Ellis Ross, the BC United MLA for Skeena, British Columbia, took to social media on Thursday to provide an explanation as to why he chose not to participate in a NDP motion vote this past Monday.
As previously reported, all MLAs who participated in the vote, except for the leader of the Conservative Party of BC, John Rustad, voted yes to “denouncing the freedom convoy protests and affirming B.C’s response to the COVID-19 pandemic.”
Despite the country’s massive freedom convoy being peaceful and the abundance of examples of how COVID-19 measures caused societal harms, B.C. Premier and NDP Leader David Eby was amongst many of the MLAs in his caucus to affirm the divisive motion. More surprising to some, however, is the amount of BC United members (a party said to be a coalition that includes conservatives) that either supported the motion or chose not to vote at all.
“The reason why I didn’t do it, participate in this vote, is because it was a political stunt,” Ross said on Facebook. Ross, who is commonly viewed as a conservative voice and characterizes himself as right of center, went on to further describe the NDP motion as a “political trap” and claims that many of the other 21 MLAs who also didn’t participate in the vote did so for the same reason.
Given that a motion vote doesn’t relate to government policy or legislation, Ross believes MLAs would be trapped whether they showed up or not, because the motion included both the proclamation to condemn the convoys and the affirmation “that vaccinations were an essential response to the COVID-19 pandemic.”
Ross further stated he believes it will take many years to discover what went right and what did not regarding COVID-19 measures, and to use the NDP motion vote “for political purposes to further divide our society is reckless. “
Unlike much of the world, British Columbia continues to hold onto vaccine mandates that discriminate against many, including medical professionals who could help relieve the burdens of the province’s critically under-staffed healthcare system.

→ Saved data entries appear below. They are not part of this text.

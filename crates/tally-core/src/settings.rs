//! # Store Settings
//!
//! Store-wide configuration, loaded once at startup by the host process
//! (see `tally_db::config::SettingsStore`) and changed only through an
//! explicit upsert.

use serde::{Deserialize, Serialize};
use ts_rs::TS;

use crate::money::Money;

/// Store-wide settings.
#[derive(Debug, Clone, PartialEq, Serialize, Deserialize, TS)]
#[ts(export)]
#[serde(rename_all = "camelCase")]
pub struct StoreSettings {
    /// Store name (receipts, dashboard header).
    pub store_name: String,

    /// Currency code (ISO 4217).
    pub currency_code: String,

    /// Currency symbol for display.
    pub currency_symbol: String,

    /// Credit limit given to new customers, in cents. Zero means new
    /// customers start with tabs disabled.
    pub default_credit_limit_cents: i64,
}

impl Default for StoreSettings {
    fn default() -> Self {
        StoreSettings {
            store_name: "Tally POS".to_string(),
            currency_code: "USD".to_string(),
            currency_symbol: "$".to_string(),
            default_credit_limit_cents: 0,
        }
    }
}

impl StoreSettings {
    pub fn default_credit_limit(&self) -> Money {
        Money::from_cents(self.default_credit_limit_cents)
    }

    /// Formats money with this store's currency symbol.
    pub fn format_currency(&self, amount: Money) -> String {
        amount.format_with(&self.currency_symbol)
    }

    /// Applies the fields present in `update`, leaving the rest untouched.
    pub fn apply(&mut self, update: SettingsUpdate) {
        if let Some(store_name) = update.store_name {
            self.store_name = store_name;
        }
        if let Some(currency_code) = update.currency_code {
            self.currency_code = currency_code;
        }
        if let Some(currency_symbol) = update.currency_symbol {
            self.currency_symbol = currency_symbol;
        }
        if let Some(limit) = update.default_credit_limit_cents {
            self.default_credit_limit_cents = limit;
        }
    }
}

/// Partial settings change. Absent fields keep their current value.
#[derive(Debug, Clone, Default, PartialEq, Serialize, Deserialize, TS)]
#[ts(export)]
#[serde(rename_all = "camelCase")]
pub struct SettingsUpdate {
    pub store_name: Option<String>,
    pub currency_code: Option<String>,
    pub currency_symbol: Option<String>,
    pub default_credit_limit_cents: Option<i64>,
}

#[cfg(test)]
mod tests {
    use super::*;

    #[test]
    fn test_format_currency() {
        let mut settings = StoreSettings::default();
        assert_eq!(settings.format_currency(Money::from_cents(1234)), "$12.34");

        settings.currency_symbol = "£".to_string();
        assert_eq!(settings.format_currency(Money::from_cents(-5)), "-£0.05");
    }

    #[test]
    fn test_apply_partial_update() {
        let mut settings = StoreSettings::default();
        settings.apply(SettingsUpdate {
            store_name: Some("The Copper Still".to_string()),
            default_credit_limit_cents: Some(25_000),
            ..SettingsUpdate::default()
        });

        assert_eq!(settings.store_name, "The Copper Still");
        assert_eq!(settings.default_credit_limit(), Money::from_cents(25_000));
        assert_eq!(settings.currency_code, "USD");
    }

    #[test]
    fn test_serde_uses_camel_case() {
        let json = serde_json::to_value(StoreSettings::default()).unwrap();
        assert_eq!(json["defaultCreditLimitCents"], 0);
        assert_eq!(json["storeName"], "Tally POS");
    }
}
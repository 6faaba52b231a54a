//! # Error Types
//!
//! Domain-specific error types for tally-core.
//!
//! ## Error Hierarchy
//! ```text
//! ┌─────────────────────────────────────────────────────────────────────────┐
//! │                         Error Types                                     │
//! │                                                                         │
//! │  tally-core                                                            │
//! │  ├── CoreError        - Umbrella for every domain rejection            │
//! │  ├── ValidationError  - Input validation failures (this file)          │
//! │  ├── TabError         - Tab charge/settlement rejections (tab.rs)      │
//! │  └── VoidError        - Void rejections (void.rs)                      │
//! │                                                                         │
//! │  tally-db                                                              │
//! │  └── DbError          - Storage failures, wraps CoreError              │
//! │                                                                         │
//! │  Flow: TabError/VoidError/ValidationError → CoreError → DbError        │
//! └─────────────────────────────────────────────────────────────────────────┘
//! ```
//!
//! Every message is written to be shown to staff as-is. Currency figures
//! are always rendered with two decimals.

use thiserror::Error;

use crate::tab::TabError;
use crate::void::VoidError;

// =============================================================================
// Core Error
// =============================================================================

/// A business rule rejected the request.
///
/// Callers translate this into a client error (HTTP 400/403); it is never a
/// storage or programming failure.
#[derive(Debug, Clone, PartialEq, Error)]
pub enum CoreError {
    /// Tab charge or settlement refused.
    #[error(transparent)]
    Tab(#[from] TabError),

    /// Void refused.
    #[error(transparent)]
    Void(#[from] VoidError),

    /// Input failed a format or range check.
    #[error(transparent)]
    Validation(#[from] ValidationError),
}

// =============================================================================
// Validation Error
// =============================================================================

/// Input validation errors.
///
/// Raised before anything is written, by the guards in
/// [`crate::validation`].
#[derive(Debug, Clone, PartialEq, Error)]
pub enum ValidationError {
    /// A required field is missing or empty.
    #[error("{field} is required")]
    Required { field: String },

    /// Field value is too long.
    #[error("{field} must be at most {max} characters")]
    TooLong { field: String, max: usize },

    /// Value must be strictly positive.
    #[error("{field} must be greater than 0")]
    MustBePositive { field: String },

    /// Value must be zero or more.
    #[error("{field} cannot be negative")]
    Negative { field: String },

    /// NaN or infinite quantity.
    #[error("{field} must be a finite number")]
    NotFinite { field: String },

    /// Invalid format (e.g., a currency code that is not 3 letters).
    #[error("{field} has invalid format: {reason}")]
    InvalidFormat { field: String, reason: String },
}

impl ValidationError {
    pub fn required(field: impl Into<String>) -> Self {
        ValidationError::Required {
            field: field.into(),
        }
    }
}

// =============================================================================
// Unit Tests
// =============================================================================

#[cfg(test)]
mod tests {
    use super::*;
    use crate::money::Money;

    #[test]
    fn test_validation_error_messages() {
        assert_eq!(ValidationError::required("name").to_string(), "name is required");

        let err = ValidationError::TooLong {
            field: "name".to_string(),
            max: 200,
        };
        assert_eq!(err.to_string(), "name must be at most 200 characters");
    }

    #[test]
    fn test_core_error_is_transparent() {
        let err: CoreError = TabError::ExceedsBalance {
            balance: Money::from_cents(50_000),
        }
        .into();
        assert_eq!(err.to_string(), "Payment amount exceeds balance of $500.00");

        let err: CoreError = VoidError::AlreadyVoided.into();
        assert!(matches!(err, CoreError::Void(VoidError::AlreadyVoided)));
    }
}
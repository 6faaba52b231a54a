//! # Seed Data Generator
//!
//! Populates the database with a small demo bar for development.
//!
//! ## Usage
//! ```bash
//! # Seed ./tally_dev.db
//! cargo run -p tally-db --bin seed
//!
//! # Specify database path
//! cargo run -p tally-db --bin seed -- --db ./data/tally.db
//! ```
//!
//! ## Generated Data
//! - Cocktails made from recipes (spirits, citrus, syrups)
//! - Draft and bottled beer linked directly to kegs and cases
//! - Merch with no stock tracking
//! - A few tab customers, one close to their limit
//! - Today's first sale, ready to void

use chrono::Utc;
use std::collections::HashMap;
use std::env;
use tracing::info;
use tracing_subscriber::EnvFilter;

use tally_core::Money;
use tally_db::{Database, DbConfig, NewCustomer, NewIngredient, NewProduct, NewSale, SettingsStore};

/// (name, unit, package size, on hand, par level, unit cost in cents)
const INGREDIENTS: &[(&str, &str, f64, f64, Option<f64>, Option<i64>)] = &[
    ("Bourbon", "oz", 25.4, 60.0, Some(50.0), Some(95)),
    ("Gin", "oz", 25.4, 18.0, Some(25.0), Some(80)),
    ("White Rum", "oz", 25.4, 40.0, Some(25.0), Some(70)),
    ("Lime Juice", "oz", 32.0, 6.0, Some(16.0), Some(12)),
    ("Simple Syrup", "oz", 32.0, 30.0, Some(8.0), Some(4)),
    ("Angostura Bitters", "dash", 200.0, 150.0, None, Some(2)),
    ("Tonic Water", "each", 1.0, 24.0, Some(12.0), Some(60)),
    ("House Lager Keg", "pint", 1.0, 110.0, Some(30.0), Some(140)),
    ("Stout Keg", "pint", 1.0, 4.0, Some(30.0), Some(170)),
    ("IPA Bottles", "each", 24.0, 96.0, Some(48.0), Some(110)),
];

/// (name, category, price in cents, linked ingredient, recipe lines)
type ProductSeed = (&'static str, &'static str, i64, Option<&'static str>, &'static [(&'static str, f64)]);

const PRODUCTS: &[ProductSeed] = &[
    (
        "Old Fashioned",
        "Cocktails",
        1400,
        None,
        &[("Bourbon", 2.0), ("Simple Syrup", 0.25), ("Angostura Bitters", 2.0)],
    ),
    (
        "Daiquiri",
        "Cocktails",
        1200,
        None,
        &[("White Rum", 2.0), ("Lime Juice", 1.0), ("Simple Syrup", 0.75)],
    ),
    (
        "Gin & Tonic",
        "Cocktails",
        1100,
        None,
        &[("Gin", 1.5), ("Tonic Water", 1.0), ("Lime Juice", 0.25)],
    ),
    ("House Lager", "Beer", 700, Some("House Lager Keg"), &[]),
    ("Stout", "Beer", 800, Some("Stout Keg"), &[]),
    ("IPA (case)", "Beer", 9600, Some("IPA Bottles"), &[]),
    ("Logo T-Shirt", "Merch", 2500, None, &[]),
];

/// (name, email, credit limit in cents, opening balance in cents)
const CUSTOMERS: &[(&str, Option<&str>, Option<i64>, i64)] = &[
    ("Jordan Reyes", Some("jordan@example.com"), Some(50_000), 12_500),
    ("Casey Lin", None, Some(20_000), 17_000),
    ("Morgan Blake", Some("morgan@example.com"), None, 0),
];

#[tokio::main]
async fn main() -> Result<(), Box<dyn std::error::Error>> {
    init_tracing();

    let args: Vec<String> = env::args().collect();
    let mut db_path = String::from("./tally_dev.db");

    let mut i = 1;
    while i < args.len() {
        match args[i].as_str() {
            "--db" | "-d" => {
                if i + 1 < args.len() {
                    db_path = args[i + 1].clone();
                    i += 1;
                }
            }
            "--help" | "-h" => {
                println!("Tally POS Seed Data Generator");
                println!();
                println!("Usage: seed [OPTIONS]");
                println!();
                println!("Options:");
                println!("  -d, --db <PATH>    Database file path (default: ./tally_dev.db)");
                println!("  -h, --help         Show this help message");
                return Ok(());
            }
            _ => {}
        }
        i += 1;
    }

    println!("🌱 Tally POS Seed Data Generator");
    println!("================================");
    println!("Database: {}", db_path);
    println!();

    let db = Database::new(DbConfig::new(&db_path)).await?;
    let settings = SettingsStore::from_env()?.current().await;
    let catalog = db.catalog();

    println!("✓ Connected to database");

    let existing = catalog.count_products().await?;
    if existing > 0 {
        println!("⚠ Database already has {} products", existing);
        println!("  Skipping seed to avoid duplicates.");
        println!("  Delete the database file to regenerate.");
        return Ok(());
    }

    // Ingredients
    let mut ingredient_ids: HashMap<&str, String> = HashMap::new();
    for (name, unit, package_size, on_hand, par_level, unit_cost) in INGREDIENTS {
        let ingredient = catalog
            .create_ingredient(NewIngredient {
                name: name.to_string(),
                unit: unit.to_string(),
                package_size: *package_size,
                par_level: *par_level,
                current_quantity: *on_hand,
                unit_cost: unit_cost.map(Money::from_cents),
            })
            .await?;
        ingredient_ids.insert(*name, ingredient.id);
    }
    println!("✓ Created {} ingredients", ingredient_ids.len());

    // Products
    let mut category_ids: HashMap<&str, String> = HashMap::new();
    for (name, category, price_cents, linked, recipe) in PRODUCTS {
        let category_id = match category_ids.get(category) {
            Some(id) => id.clone(),
            None => {
                let created = catalog.create_category(category).await?;
                category_ids.insert(*category, created.id.clone());
                created.id
            }
        };

        let product = catalog
            .create_product(NewProduct {
                name: name.to_string(),
                category_id: Some(category_id),
                price: Money::from_cents(*price_cents),
                linked_ingredient_id: linked.and_then(|l| ingredient_ids.get(l).cloned()),
            })
            .await?;

        for (ingredient, quantity) in recipe.iter() {
            if let Some(ingredient_id) = ingredient_ids.get(ingredient) {
                catalog
                    .add_recipe_item(&product.id, ingredient_id, *quantity)
                    .await?;
            }
        }

        let availability = catalog.availability(&product.id).await?;
        let margin = catalog.product_margin(&product.id).await?;
        println!(
            "  {:<16} {:>9}  {:?} ({})  margin {}",
            name,
            settings.format_currency(product.price()),
            availability.status,
            availability
                .quantity_available
                .map(|q| q.to_string())
                .unwrap_or_else(|| "unlimited".to_string()),
            margin
                .and_then(|m| m.margin_percent)
                .map(|p| format!("{p:.1}%"))
                .unwrap_or_else(|| "n/a".to_string()),
        );
    }
    println!("✓ Created {} products", PRODUCTS.len());

    for category in catalog.list_categories().await? {
        let health = catalog.category_health(&category.id).await?;
        println!(
            "  {:<10} {} products, {} need attention",
            category.name,
            health.total(),
            health.needing_attention()
        );
    }

    // Customers
    let tabs = db.tabs();
    for (name, email, limit, balance) in CUSTOMERS {
        let customer = tabs
            .create_customer(
                NewCustomer {
                    name: name.to_string(),
                    email: email.map(str::to_string),
                    credit_limit: limit.map(Money::from_cents),
                },
                &settings,
            )
            .await?;

        if *balance > 0 {
            tabs.charge(&customer.id, Money::from_cents(*balance), false)
                .await?;
        }

        let summary = tabs.credit_summary(&customer.id).await?;
        println!(
            "  {:<14} owes {} of {} ({:?})",
            name,
            settings.format_currency(summary.balance),
            settings.format_currency(summary.credit_limit),
            summary.level
        );
    }
    println!("✓ Created {} customers", CUSTOMERS.len());

    // One sale to practise voids on
    let sale = db
        .transactions()
        .record_sale(NewSale {
            customer_id: None,
            employee_id: "bartender-1".to_string(),
            total: Money::from_cents(2600),
            created_at: Utc::now(),
        })
        .await?;
    println!("✓ Recorded sale {}", sale.receipt_number);

    info!(path = %db_path, "Seed complete");
    println!();
    println!("✓ Seed complete!");

    db.close().await;
    Ok(())
}

/// Initializes the tracing subscriber.
///
/// ## Log Levels
/// - `RUST_LOG=debug` - Show debug messages
/// - `RUST_LOG=tally_db=trace` - Show trace for the database layer only
/// - Default: INFO, DEBUG for tally crates
fn init_tracing() {
    let filter = EnvFilter::try_from_default_env()
        .unwrap_or_else(|_| EnvFilter::new("info,tally=debug,sqlx=warn"));

    tracing_subscriber::fmt()
        .with_env_filter(filter)
        .init();
}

In a statement to Rebel News, after being asked his opinion on the lingering mandates, Ross replied: “Until we see a definitive answer to what went right or wrong, we should at least acknowledge the incredible stress that covid put on our society at all levels and try to reconcile what we all went through as a whole. I did and still believe that we did not fully acknowledge that we as humans are social beings and breaking down that social fabric left bad feelings and, in some cases, mental health issues. We have to resolve this.”
As far as condemning the freedom convoy goes, Ross tells Rebel News that he’s found contradiction to NDP labels like “idiots” and “self-indulgent” when he considers the British Columbians he’s met protesting against masks, COVID vaccines and trucker convoys outside of B.C.’s legislature. Instead, he’s found them to have been “very friendly, polite, respectful and willing to have a mature conversation.”
“The NDP politics of dividing British Columbians into opposing factions is an experience I went through before in my previous chief and council days, and it’s a horrible way to get elected with no thought or accountability given to the aftermath that communities are left with,” said Ross. “I don't expect consensus in any situation but I also don't expect divided communities for the sake of politics.”